Participants  A steering committee selected a panel of 27 experts with no declared conflicts of interest from lists of nursing staff and physicians (specialists or general practitioners) with long-standing experience of wound care. The lists were put forward by 15 French learned societies.

Evidence  The panelists received a recent systematic review of the literature, a classification of indications established by a working group, and definitions for the dressings.

Consensus Process  The steering committee designed questionnaires on chronic wounds and on acute wounds including burns for each of the 2 panels. The consensus method was derived from the nominal group technique adapted by RAND/UCLA. Panelists rated the relevance of each possible dressing-indication combination on the basis of the published evidence and their own experience. After the first round of rating, they met to discuss results and propose recommendations before taking part in a second round of rating. The working group peer reviewed the final recommendations.

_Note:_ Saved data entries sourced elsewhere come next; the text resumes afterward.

use chrono::{SecondsFormat, Utc};
use rusqlite::functions::FunctionFlags;
use rusqlite::{params, Connection, OptionalExtension};
use serde::Serialize;
use std::collections::BTreeSet;
use std::path::{Path, PathBuf};
use tracing::{debug, info};

use crate::exam_record::{ExamRecord, Period};
use crate::Result;

const SCHEMA_SQL: &str = r#"
CREATE TABLE IF NOT EXISTS driving_exams (
    id INTEGER PRIMARY KEY AUTOINCREMENT,
    province TEXT NOT NULL,
    exam_center TEXT NOT NULL,
    driving_school_code TEXT,
    driving_school_name TEXT,
    section_code TEXT,
    month INTEGER NOT NULL,
    year INTEGER NOT NULL,
    exam_type TEXT NOT NULL DEFAULT '',
    permit_name TEXT,
    passed INTEGER NOT NULL DEFAULT 0,
    passed_1conv INTEGER NOT NULL DEFAULT 0,
    passed_2conv INTEGER NOT NULL DEFAULT 0,
    passed_3or4conv INTEGER NOT NULL DEFAULT 0,
    passed_5plus INTEGER NOT NULL DEFAULT 0,
    failed INTEGER NOT NULL DEFAULT 0
);
CREATE TABLE IF NOT EXISTS imported_periods (
    id INTEGER PRIMARY KEY AUTOINCREMENT,
    year INTEGER NOT NULL,
    month INTEGER NOT NULL,
    imported_at TEXT NOT NULL DEFAULT (datetime('now')),
    UNIQUE(year, month)
);
CREATE INDEX IF NOT EXISTS idx_exams_period ON driving_exams (year, month);
CREATE INDEX IF NOT EXISTS idx_exams_filters ON driving_exams (province, exam_center, driving_school_name, exam_type, permit_name);
"#;

/// Scalar SQL function lowercasing text with full Unicode rules. SQLite's own
/// `lower()` and `LIKE` only fold ASCII.
pub(crate) const FOLD_CASE_FN: &str = "fold_case";

#[derive(Debug, Serialize)]
pub struct StoreStats {
    pub db_path: Option<String>,
    pub record_count: i64,
    pub period_count: i64,
    pub first_period: Option<Period>,
    pub last_period: Option<Period>,
}

/// Append-only repository of exam records plus the ledger of imported periods.
pub struct ExamStore {
    pub(crate) conn: Connection,
    db_path: Option<PathBuf>,
}

impl ExamStore {
    /// Opens (or creates) the database file, creating its parent directory if needed.
    pub fn open(db_path: &Path) -> Result<Self> {
        if let Some(parent) = db_path.parent() {
            if !parent.as_os_str().is_empty() {
                std::fs::create_dir_all(parent)?;
            }
        }
        let conn = Connection::open(db_path)?;
        let store = Self {
            conn,
            db_path: Some(db_path.to_path_buf()),
        };
        store.ensure_schema()?;
        info!(db = %db_path.display(), "opened exam store");
        Ok(store)
    }

    pub fn open_in_memory() -> Result<Self> {
        let store = Self {
            conn: Connection::open_in_memory()?,
            db_path: None,
        };
        store.ensure_schema()?;
        Ok(store)
    }

    fn ensure_schema(&self) -> Result<()> {
        register_functions(&self.conn)?;
        self.conn.execute_batch(SCHEMA_SQL)?;
        debug!("exam store schema ready");
        Ok(())
    }

    pub fn db_path(&self) -> Option<&Path> {
        self.db_path.as_deref()
    }

    pub fn is_period_imported(&self, year: u32, month: u32) -> Result<bool> {
        period_in_ledger(&self.conn, Period::new(year, month)).map_err(Into::into)
    }

    /// Adds periods to the ledger; already present periods are left untouched.
    pub fn mark_periods_imported(&mut self, periods: &[Period]) -> Result<()> {
        let imported_at = now_rfc3339();
        let tx = self.conn.transaction()?;
        for period in periods {
            insert_ledger_period(&tx, *period, &imported_at)?;
        }
        tx.commit()?;
        Ok(())
    }

    /// Appends records as-is. Duplicate content is accepted.
    pub fn insert_records(&mut self, records: &[ExamRecord]) -> Result<usize> {
        let tx = self.conn.transaction()?;
        let inserted = insert_exam_rows(&tx, records)?;
        tx.commit()?;
        Ok(inserted)
    }

    /// Inserts records and marks their periods in one transaction. Records whose period
    /// already sits in the ledger when the transaction starts are dropped.
    pub fn commit_import(
        &mut self,
        records: &[ExamRecord],
        periods: &BTreeSet<Period>,
    ) -> Result<usize> {
        let imported_at = now_rfc3339();
        let tx = self.conn.transaction()?;

        let mut open_periods = BTreeSet::new();
        for period in periods {
            if !period_in_ledger(&tx, *period)? {
                open_periods.insert(*period);
            }
        }
        let to_insert = records
            .iter()
            .filter(|r| open_periods.contains(&r.period()))
            .cloned()
            .collect::<Vec<_>>();

        let inserted = insert_exam_rows(&tx, &to_insert)?;
        for period in &open_periods {
            insert_ledger_period(&tx, *period, &imported_at)?;
        }
        tx.commit()?;
        Ok(inserted)
    }

    pub fn stats(&self) -> Result<StoreStats> {
        let record_count = self
            .conn
            .query_row("SELECT COUNT(*) FROM driving_exams", [], |row| {
                row.get::<_, i64>(0)
            })?;
        let (period_count, first_key, last_key) = self.conn.query_row(
            "SELECT COUNT(*), MIN(year * 100 + month), MAX(year * 100 + month) \
             FROM imported_periods",
            [],
            |row| {
                Ok((
                    row.get::<_, i64>(0)?,
                    row.get::<_, Option<i64>>(1)?,
                    row.get::<_, Option<i64>>(2)?,
                ))
            },
        )?;

        Ok(StoreStats {
            db_path: self.db_path.as_ref().map(|p| p.to_string_lossy().to_string()),
            record_count,
            period_count,
            first_period: first_key.and_then(period_from_sql_key),
            last_period: last_key.and_then(period_from_sql_key),
        })
    }
}

fn register_functions(conn: &Connection) -> rusqlite::Result<()> {
    conn.create_scalar_function(
        FOLD_CASE_FN,
        1,
        FunctionFlags::SQLITE_UTF8 | FunctionFlags::SQLITE_DETERMINISTIC,
        |ctx| Ok(ctx.get::<Option<String>>(0)?.map(|text| text.to_lowercase())),
    )
}

fn period_from_sql_key(key: i64) -> Option<Period> {
    u64::try_from(key).ok().and_then(Period::from_key)
}

fn now_rfc3339() -> String {
    Utc::now().to_rfc3339_opts(SecondsFormat::Secs, true)
}

fn period_in_ledger(conn: &Connection, period: Period) -> rusqlite::Result<bool> {
    conn.query_row(
        "SELECT 1 FROM imported_periods WHERE year = ?1 AND month = ?2",
        params![period.year, period.month],
        |_| Ok(()),
    )
    .optional()
    .map(|found| found.is_some())
}

fn insert_ledger_period(
    conn: &Connection,
    period: Period,
    imported_at: &str,
) -> rusqlite::Result<()> {
    conn.execute(
        "INSERT OR IGNORE INTO imported_periods (year, month, imported_at) VALUES (?1, ?2, ?3)",
        params![period.year, period.month, imported_at],
    )?;
    Ok(())
}

fn insert_exam_rows(conn: &Connection, records: &[ExamRecord]) -> rusqlite::Result<usize> {
    let mut stmt = conn.prepare(
        r#"
        INSERT INTO driving_exams (
            province, exam_center, driving_school_code, driving_school_name,
            section_code, month, year, exam_type, permit_name,
            passed, passed_1conv, passed_2conv, passed_3or4conv,
            passed_5plus, failed
        ) VALUES (?1, ?2, ?3, ?4, ?5, ?6, ?7, ?8, ?9, ?10, ?11, ?12, ?13, ?14, ?15)
        "#,
    )?;
    let mut inserted = 0_usize;
    for record in records {
        inserted += stmt.execute(params![
            record.province,
            record.exam_center,
            record.school_code,
            record.school_name,
            record.section_code,
            record.month,
            record.year,
            record.exam_type,
            record.permit_name,
            record.passed,
            record.passed_1conv,
            record.passed_2conv,
            record.passed_3or4conv,
            record.passed_5plus,
            record.failed,
        ])?;
    }
    Ok(inserted)
}
/// Parses a delimited exam statistics file into complete records and the set of
/// periods they cover.
pub fn parse_exam_file(path: &Path) -> Result<ParsedExamFile> {
    let source = read_source_rows(path)?;
    let rows = source.rows;

    let has_header = rows.first().map(|r| is_header_row(r)).unwrap_or(false);
    // Without a recognized header the first line still drives the mapping, which
    // normally resolves no fields and leaves every record incomplete.
    let mapping_idx = rows
        .first()
        .map(|r| resolve_alias_mapping_from_row(r))
        .unwrap_or_default();
    let mapping = if has_header {
        mapping_headers(&rows[0], &mapping_idx)
    } else {
        BTreeMap::new()
    };
    let data_rows = if has_header { &rows[1..] } else { &rows[..] };
    debug!(
        file = %path.display(),
        has_header,
        mapped_fields = mapping_idx.len(),
        "resolved header mapping"
    );

    let mut records = Vec::new();
    let mut periods = BTreeSet::new();
    let mut discarded_count = 0_usize;
    for row in data_rows {
        if row.len() < MIN_CELLS_PER_ROW {
            if row.iter().any(|c| !c.is_empty()) {
                discarded_count += 1;
            }
            continue;
        }
        let record = record_from_row(row, &mapping_idx);
        if !record.is_complete() {
            discarded_count += 1;
            continue;
        }
        periods.insert(record.period());
        records.push(record);
    }

    if records.is_empty() {
        return Err(Error::NoValidRows {
            path: path.to_path_buf(),
        });
    }
    if discarded_count > 0 {
        debug!(file = %path.display(), discarded_count, "discarded incomplete rows");
    }

    Ok(ParsedExamFile {
        records,
        periods,
        encoding: source.encoding,
        delimiter: source.delimiter,
        has_header,
        mapping,
        discarded_count,
    })
}

pub fn preview_exam_file(path: &Path) -> Result<ExamFilePreview> {
    let parsed = parse_exam_file(path)?;
    Ok(ExamFilePreview {
        file: path.to_string_lossy().to_string(),
        encoding: parsed.encoding,
        delimiter: parsed.delimiter.to_string(),
        has_header: parsed.has_header,
        mapping: parsed.mapping,
        parsed_count: parsed.records.len(),
        discarded_count: parsed.discarded_count,
        periods: parsed.periods.into_iter().collect(),
        preview_rows: parsed
            .records
            .into_iter()
            .take(PREVIEW_ROW_LIMIT)
            .collect(),
    })
}

/// Imports one file. Periods already in the ledger are skipped whole; the remaining
/// records and their ledger entries are committed together.
pub fn import_exam_file(store: &mut ExamStore, path: &Path) -> Result<ImportOutcome> {
    let parsed = parse_exam_file(path)?;

    let mut skipped_periods = Vec::new();
    let mut new_periods = BTreeSet::new();
    for period in &parsed.periods {
        if store.is_period_imported(period.year, period.month)? {
            skipped_periods.push(*period);
        } else {
            new_periods.insert(*period);
        }
    }
    if new_periods.is_empty() {
        return Err(Error::NothingToImport {
            path: path.to_path_buf(),
            periods: skipped_periods,
        });
    }
    if !skipped_periods.is_empty() {
        warn!(file = %path.display(), skipped = ?skipped_periods, "skipping already imported periods");
    }

    let to_insert = parsed
        .records
        .into_iter()
        .filter(|r| new_periods.contains(&r.period()))
        .collect::<Vec<_>>();
    let inserted = store.commit_import(&to_insert, &new_periods)?;
    info!(file = %path.display(), inserted, periods = new_periods.len(), "imported exam file");

    Ok(ImportOutcome {
        file: path.to_string_lossy().to_string(),
        inserted,
        imported_periods: new_periods.into_iter().collect(),
        skipped_periods,
        encoding: parsed.encoding,
        delimiter: parsed.delimiter.to_string(),
    })
}

fn is_importable_file(path: &Path) -> bool {
    path.extension()
        .and_then(|s| s.to_str())
        .map(|ext| {
            IMPORTABLE_EXTENSIONS
                .iter()
                .any(|allowed| ext.eq_ignore_ascii_case(allowed))
        })
        .unwrap_or(false)
}

fn collect_importable_files(input_path: &Path) -> Result<Vec<PathBuf>> {
    if input_path.is_file() {
        return Ok(vec![input_path.to_path_buf()]);
    }
    if !input_path.is_dir() {
        return Err(Error::UnreadableFile {
            path: input_path.to_path_buf(),
            reason: "path does not exist".to_string(),
        });
    }

    let mut files = Vec::new();
    for entry in WalkDir::new(input_path).sort_by_file_name() {
        let entry = entry.map_err(|e| Error::UnreadableFile {
            path: input_path.to_path_buf(),
            reason: e.to_string(),
        })?;
        if entry.file_type().is_file() && is_importable_file(entry.path()) {
            files.push(entry.path().to_path_buf());
        }
    }
    Ok(files)
}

Conclusions  A strong consensus was reached for use of the following combinations: for chronic wounds, (1) debridement stage, hydrogels; (2) granulation stage, foam and low-adherence dressings; and (3) epithelialization stage, hydrocolloid and low-adherence dressings; and for the epithelialization stage of acute wounds, low-adherence dressings. For specific situations, the following dressings were favored: for fragile skin, low-adherence dressings; for hemorrhagic wounds, alginates; and for malodorous wounds, activated charcoal.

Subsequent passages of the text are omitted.